Stay hungry: Editorial on India’s ranking on Global Hunger Index

Food security must be aligned with not only such issues as production and quality but also people’s rights, diverse diets, environmental protection and political action

The Editorial Board Published 19.10.22, 03:05 AM
Representational image.

Representational image. File Photo.

India has ranked 107 out of 121 countries on the Global Hunger Index, faring worse than all countries in South Asia barring war-torn Afghanistan. Undernourishment rose from 14.6 per cent in 2018-2020 to 16.3 per cent in 2019-2021. That means more than 22 crore Indians sleep hungry. The government has yet again rejected the findings, wrongly claiming that the ranks are based on an opinion poll. This denial of facts is as consistent as India’s slide on the index. The Centre’s mischief in this regard is undeniable — earlier this year, it knowingly placed outdated data before the Supreme Court to hide the number of hunger deaths and later admitted to the failure of data-collection. It is also pertinent to note that while the government questioned the GHI’s methodology, had the latter taken into consideration figures on calorie intake collected by the National Sample Survey Office, India’s performance may have been bleaker. The Centre’s propensity to burrow its head in the sand notwithstanding, the principal contours of India’s hunger story are well-known. Deepening inequality — the latest Oxfam report indicates the scale of the chasm — leakages in the public distribution system, poverty, agrarian distress and climate-change-induced deprivations are often cited as the causes of hunger in the public discourse. Newer constraints — the disruptions of the mid-day meal programme owing to the pandemic and the paltry sum allocated to the scheme — have also been documented. But some other challenges remain under-reported. These include the bureaucracy’s propensity to gloss over hunger deaths as demises owing to physical ailments as well as exclusion because of technological interventions — the starvation deaths in Jharkhand have been attributed by food rights activists to glitches that prevented the beneficiaries from linking their ration cards to Aadhaar.

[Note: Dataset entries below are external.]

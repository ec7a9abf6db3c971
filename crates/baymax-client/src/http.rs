//! `reqwest` implementation of [`ClinicalApi`]

use crate::{
    ApiError, ClientConfig, ClinicalApi, Endpoint, Method, PatientUpload, TUNNEL_WARNING_HEADER,
};
use async_trait::async_trait;
use baymax_model::{
    AiSummaryResponse, ClinicalSummary, DischargeStatus, DrugOrderRequest, FallbackOrderResponse,
    PatientDirectory, PatientRequest, PrimaryOrderResponse,
};
use reqwest::multipart::{Form, Part};
use reqwest::{Client, RequestBuilder, Url};
use serde::Serialize;
use serde::de::DeserializeOwned;

/// HTTP client for the clinical API.
///
/// Construct one per process and share it; the underlying connection pool
/// and the signed-in user's token live here.
#[derive(Debug, Clone)]
pub struct HttpClinicalApi {
    client: Client,
    config: ClientConfig,
}

impl HttpClinicalApi {
    pub fn new(config: ClientConfig) -> Result<Self, ApiError> {
        let client = Client::builder()
            .build()
            .map_err(|e| ApiError::Config(format!("failed to build HTTP client: {e}")))?;
        Ok(Self { client, config })
    }

    pub fn config(&self) -> &ClientConfig {
        &self.config
    }

    fn url(&self, endpoint: Endpoint) -> Result<Url, ApiError> {
        self.config
            .base_url
            .join(endpoint.path())
            .map_err(|e| ApiError::Config(format!("invalid URL for {endpoint}: {e}")))
    }

    fn request(&self, endpoint: Endpoint) -> Result<RequestBuilder, ApiError> {
        let url = self.url(endpoint)?;
        log::debug!("{:?} {}", endpoint.method(), url);

        let mut builder = match endpoint.method() {
            Method::Get => self.client.get(url),
            Method::Post => self.client.post(url),
        };
        if self.config.tunnel_header {
            builder = builder.header(TUNNEL_WARNING_HEADER, "true");
        }
        if let Some(token) = &self.config.auth_token {
            builder = builder.bearer_auth(token.expose());
        }
        Ok(builder)
    }

    /// Send a request and return the body of a 2xx response
    async fn execute(&self, endpoint: Endpoint, builder: RequestBuilder) -> Result<String, ApiError> {
        let response = builder.send().await.map_err(|e| {
            log::warn!("{endpoint} request failed: {e}");
            ApiError::Transport {
                endpoint,
                message: e.to_string(),
            }
        })?;

        let status = response.status();
        if !status.is_success() {
            log::warn!("{endpoint} answered with status {status}");
            return Err(ApiError::Status {
                endpoint,
                status: status.as_u16(),
            });
        }

        response.text().await.map_err(|e| ApiError::Transport {
            endpoint,
            message: format!("failed to read response body: {e}"),
        })
    }

    fn decode<T: DeserializeOwned>(endpoint: Endpoint, body: &str) -> Result<T, ApiError> {
        serde_json::from_str(body).map_err(|e| {
            log::warn!("{endpoint} returned an unexpected body: {e}");
            ApiError::Decode {
                endpoint,
                message: e.to_string(),
            }
        })
    }

    async fn get_json<T: DeserializeOwned>(&self, endpoint: Endpoint) -> Result<T, ApiError> {
        let builder = self.request(endpoint)?;
        let body = self.execute(endpoint, builder).await?;
        Self::decode(endpoint, &body)
    }

    async fn post_json<B, T>(&self, endpoint: Endpoint, payload: &B) -> Result<T, ApiError>
    where
        B: Serialize + ?Sized + Sync,
        T: DeserializeOwned,
    {
        let builder = self.request(endpoint)?.json(payload);
        let body = self.execute(endpoint, builder).await?;
        Self::decode(endpoint, &body)
    }
}

#[async_trait]
impl ClinicalApi for HttpClinicalApi {
    async fn list_patient_files(&self) -> Result<PatientDirectory, ApiError> {
        self.get_json(Endpoint::ListPatients).await
    }

    async fn upload_patient_file(&self, upload: &PatientUpload) -> Result<(), ApiError> {
        let endpoint = Endpoint::UploadRecord;
        let part = Part::bytes(upload.bytes().to_vec())
            .file_name(upload.file_name().to_string())
            .mime_str("application/json")
            .map_err(|e| ApiError::InvalidUpload(e.to_string()))?;
        let builder = self.request(endpoint)?.multipart(Form::new().part("file", part));

        self.execute(endpoint, builder).await?;
        log::info!("uploaded {}", upload.file_name());
        Ok(())
    }

    async fn fetch_summary(&self, patient_id: &str) -> Result<ClinicalSummary, ApiError> {
        let request = PatientRequest::with_prefix(&self.config.summary_prefix, patient_id);
        let summary: Option<ClinicalSummary> = self.post_json(Endpoint::Summary, &request).await?;
        if summary.is_none() {
            log::info!("no clinical data found for {patient_id}");
        }
        Ok(summary.unwrap_or_default())
    }

    async fn submit_drug_order(
        &self,
        order: &DrugOrderRequest,
    ) -> Result<PrimaryOrderResponse, ApiError> {
        self.post_json(Endpoint::SubmitDrugOrder, order).await
    }

    async fn match_interactions(
        &self,
        order: &DrugOrderRequest,
    ) -> Result<FallbackOrderResponse, ApiError> {
        self.post_json(Endpoint::MatchInteractions, order).await
    }

    async fn evaluate_discharge(&self, patient_id: &str) -> Result<DischargeStatus, ApiError> {
        self.post_json(Endpoint::Discharge, &PatientRequest::new(patient_id))
            .await
    }

    async fn generate_ai_summary(&self, patient_id: &str) -> Result<AiSummaryResponse, ApiError> {
        self.post_json(Endpoint::AiSummary, &PatientRequest::new(patient_id))
            .await
    }
}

The disregard with which an elected government of a food-surplus polity — India is one — treats victims of hunger is an instance of immorality triumphing over welfarism. Can the Narendra Modi government’s indifference be explained by the fact that hunger deaths and India’s poor GHI ranking are yet to become political hot potatoes? Food security must be aligned with not only such issues as production and quality but also people’s rights, diverse diets, environmental protection and political action. But these linkages remain invisible to a short-sighted leadership.